I know. Just ****** me off that its just one more thing I can to take care of because someone didn't take the time to do.


----------



## 6162rk (Dec 5, 2004)

happens everywhere. nothing new. no teeth in the litter laws. need more hangings.


----------



## Oldbear (Mar 8, 2011)

Sorry for the crap you got stuck with. Its everywhere anymore and a lot of people keep their homes in the same shape. They probably saved $10 bucks by not going to the landfill so you can get stuck with it.


----------



## clayg7669 (Jan 20, 2015)

I go through the bags and find mail with names a dresses etc and dump the stuff in their yard with a polite knock on the door and a thorough a $$ chewing.


----------



## dakotashooter2 (Oct 31, 2003)

The thing is now days many guys will pick up metal stuff for free just for the salvage. I work in code enforcement and people will let old washers dryers and fridges sit in the yard for years if we don't order them removed. Some used to dump them in the country like that (driving right past the refuse station). I see less of that in my area since I started tagging the stuff with a stick on violation label with a name and address.

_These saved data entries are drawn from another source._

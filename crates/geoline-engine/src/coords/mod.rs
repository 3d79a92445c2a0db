//! Coordinate types shared by the geometry builder, projections and renderers.
//!
//! Positions enter the pipeline in a feature's source CRS as `f64`, are projected
//! in bulk, and are narrowed to `f32` only when written into GPU buffers.

mod position;
mod viewport;

pub use position::{LatLng, Position};
pub use viewport::Viewport;
use winit::dpi::PhysicalSize;

use super::SurfaceErrorAction;

pub(crate) fn choose_surface_format(
    formats: &[wgpu::TextureFormat],
    prefer_srgb: bool,
) -> Option<wgpu::TextureFormat> {
    let first = *formats.first()?;

    if prefer_srgb {
        let preferred = [
            wgpu::TextureFormat::Bgra8UnormSrgb,
            wgpu::TextureFormat::Rgba8UnormSrgb,
        ];
        if let Some(f) = preferred.into_iter().find(|f| formats.contains(f)) {
            return Some(f);
        }
    }

    Some(first)
}

pub(crate) fn choose_alpha_mode(
    supported: &[wgpu::CompositeAlphaMode],
    requested: Option<wgpu::CompositeAlphaMode>,
) -> wgpu::CompositeAlphaMode {
    requested
        .filter(|m| supported.contains(m))
        .or_else(|| supported.first().copied())
        .unwrap_or(wgpu::CompositeAlphaMode::Auto)
}

/// wgpu cannot configure a 0x0 surface; configuration is deferred until the
/// size is non-zero again.
pub(crate) fn apply_resize(
    surface: &wgpu::Surface,
    device: &wgpu::Device,
    config: &mut wgpu::SurfaceConfiguration,
    size: &mut PhysicalSize<u32>,
    new_size: PhysicalSize<u32>,
) {
    *size = new_size;
    if new_size.width == 0 || new_size.height == 0 {
        return;
    }

    config.width = new_size.width;
    config.height = new_size.height;
    surface.configure(device, config);
}

pub(crate) fn surface_error_action(err: &wgpu::SurfaceError) -> SurfaceErrorAction {
    match err {
        wgpu::SurfaceError::Lost | wgpu::SurfaceError::Outdated => SurfaceErrorAction::Reconfigured,
        wgpu::SurfaceError::OutOfMemory => SurfaceErrorAction::Fatal,
        wgpu::SurfaceError::Timeout | wgpu::SurfaceError::Other => SurfaceErrorAction::SkipFrame,
    }
}
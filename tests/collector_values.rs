use std::collections::BTreeMap;
use std::sync::Arc;
use std::thread;
use chrono::Utc;
use price_tracker::config::PollerConfig;
use price_tracker::observability::metrics::{FETCH_ATTEMPT_FAILURES, SNAPSHOTS_APPENDED, STORE_RESETS, TRACKED_METRICS};
use price_tracker::price_infra::fetcher::HttpPriceFetcher;
use price_tracker::price_infra::PriceSource;
use price_tracker::store::TimeSeriesStore;
use price_tracker::types::{MarketId, MetricName, PriceRecord};
use serde_json::json;
use wiremock::matchers::method;
use wiremock::{Mock, MockServer, ResponseTemplate};

// Each collector is touched by one test only, so exact deltas hold while
// the tests run in parallel.

fn cycle(metrics: &[&str]) -> BTreeMap<MetricName, PriceRecord> {
    metrics
        .iter()
        .map(|metric| {
            let mut record = PriceRecord::new();
            record.insert(MarketId::from("kraken"), 1.0);
            (MetricName::from(*metric), record)
        })
        .collect()
}

#[tokio::test]
async fn every_failed_attempt_is_counted() {
    let server = MockServer::start().await;
    Mock::given(method("GET"))
        .respond_with(ResponseTemplate::new(200).set_body_json(json!({"error": 1})))
        .mount(&server)
        .await;
    let fetcher = HttpPriceFetcher::new(&PollerConfig {
        url: server.uri(),
        retry_backoff_ms: 0,
        ..PollerConfig::default()
    })
    .unwrap();

    let before = FETCH_ATTEMPT_FAILURES.get();
    assert!(fetcher.fetch().await.is_err());

    assert_eq!(FETCH_ATTEMPT_FAILURES.get() - before, 3);
}

#[test]
fn store_collectors_follow_appends_and_resets() {
    let store = TimeSeriesStore::new();
    let appended_before = SNAPSHOTS_APPENDED.get();
    let resets_before = STORE_RESETS.get();

    store.append_cycle(Utc::now(), cycle(&["btcusd", "ethusd"]));
    assert_eq!(TRACKED_METRICS.get(), 2);
    assert_eq!(SNAPSHOTS_APPENDED.get() - appended_before, 2);

    store.reset();
    assert_eq!(TRACKED_METRICS.get(), 0);
    assert_eq!(STORE_RESETS.get() - resets_before, 1);

    // Concurrent appends and resets must leave the gauge matching the table.
    let store = Arc::new(store);
    let writers: Vec<_> = (0..4)
        .map(|_| {
            let store = Arc::clone(&store);
            thread::spawn(move || {
                for _ in 0..500 {
                    store.append_cycle(Utc::now(), cycle(&["btcusd", "ethusd", "zrxbusd"]));
                }
            })
        })
        .collect();
    let resetter = {
        let store = Arc::clone(&store);
        thread::spawn(move || {
            for _ in 0..200 {
                store.reset();
            }
        })
    };
    for writer in writers {
        writer.join().unwrap();
    }
    resetter.join().unwrap();

    assert_eq!(TRACKED_METRICS.get(), store.len() as i64);
}
use std::collections::BTreeMap;
use std::sync::Arc;
use crate::error::{Error, Result};
use crate::store::{Rank, TimeSeriesStore};
use crate::types::{MetricName, MetricSeries};

/// Read and admin operations over the shared store.
///
/// An unknown metric is an `Error::UnknownMetric` result, logged as a likely
/// caller typo; it is never a panic and never an empty series.
#[derive(Clone)]
pub struct QueryService {
    store: Arc<TimeSeriesStore>,
}

impl QueryService {
    pub fn new(store: Arc<TimeSeriesStore>) -> Self {
        QueryService { store }
    }

    pub fn list_metrics(&self) -> Vec<MetricName> {
        self.store.list_metrics()
    }

    pub fn get_price(&self, metric: &str) -> Result<MetricSeries> {
        found(metric, self.store.get_series(metric))
    }

    pub fn get_rank(&self, metric: &str) -> Result<Rank> {
        found(metric, self.store.rank(metric))
    }

    pub fn get_data(&self) -> BTreeMap<MetricName, MetricSeries> {
        self.store.dump()
    }

    pub fn restart_data(&self) {
        self.store.reset();
    }
}

fn found<T>(metric: &str, value: Option<T>) -> Result<T> {
    value.ok_or_else(|| {
        tracing::error!("Unknown metric requested: {}", metric);
        Error::UnknownMetric(metric.to_string())
    })
}
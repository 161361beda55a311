use std::net::SocketAddr;
use std::sync::Arc;
use std::time::Duration;
use anyhow::Context;
use tokio::net::TcpListener;
use price_tracker::api::{create_router, ApiState, QueryService};
use price_tracker::config::AppConfig;
use price_tracker::observability::{metrics, tracing::init_tracing};
use price_tracker::price_infra::fetcher::HttpPriceFetcher;
use price_tracker::price_infra::scheduler::PriceScheduler;
use price_tracker::store::TimeSeriesStore;
use price_tracker::utils::task_supervisor::TaskSupervisor;
use price_tracker::APP_NAME;

const HEALTH_CHECK_PERIOD: Duration = Duration::from_secs(30);

#[tokio::main]
async fn main() -> anyhow::Result<()> {
    let env = std::env::var("PRICE_TRACKER_ENV").unwrap_or_else(|_| "development".to_string());
    let config = AppConfig::load(&env).context("loading configuration")?;

    init_tracing(&config.logging)?;
    metrics::register_metrics()?;

    let store = Arc::new(TimeSeriesStore::new());

    let fetcher = HttpPriceFetcher::new(&config.poller)?;
    tracing::info!("{} polling {} every {:?}", APP_NAME, fetcher.url(), config.poller.interval());
    let scheduler = PriceScheduler::new(Box::new(fetcher), Arc::clone(&store), config.poller.interval());

    let mut supervisor = TaskSupervisor::new();
    supervisor.spawn("price_scheduler", scheduler.run());

    let state = Arc::new(ApiState {
        query: QueryService::new(store),
    });
    let app = create_router(state);

    let addr: SocketAddr = format!("{}:{}", config.server.bind, config.server.port)
        .parse()
        .context("invalid bind address")?;
    let listener = TcpListener::bind(addr).await?;
    tracing::info!("Serving on http://{}", addr);

    let server = axum::serve(listener, app)
        .with_graceful_shutdown(shutdown_signal())
        .into_future();
    tokio::pin!(server);

    // Queries keep being served from the existing history if the poller dies.
    let mut watching = true;
    loop {
        tokio::select! {
            res = &mut server => {
                res?;
                break;
            }
            err = supervisor.watch(HEALTH_CHECK_PERIOD), if watching => {
                tracing::error!("{}", err);
                watching = false;
            }
        }
    }

    supervisor.shutdown_all().await;

    Ok(())
}

async fn shutdown_signal() {
    if let Err(e) = tokio::signal::ctrl_c().await {
        tracing::error!("Failed to listen for shutdown signal: {}", e);
        std::future::pending::<()>().await;
    }
    tracing::info!("Shutdown signal received");
}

The road I take to work passes the refuse station and I find and pick up stuff on the road all the time that people failed to secure.


----------



## Habitat Hugger (Jan 19, 2005)

Drives me totally nuts, BL! Almost impossible to catch these A holes, wept once in a while you get real lucky and find something they accidently left to identify them.


----------



## Plainsman (Jul 30, 2003)

blhunter you know where I live right? I was gone and some guy dumped a truckload of shingles in the west side of the yard years ago. Just a couple of years ago I had a pickup with a guy and his wife drive right past me on the lawn mower and into my back yard. They came out fast so I thought they were just stupid and trying to find a way to the road. Stupid or drunk. A half hour later when I got to the back yard to mow there are three sacks of garbage. I searched for something with an address, but no luck.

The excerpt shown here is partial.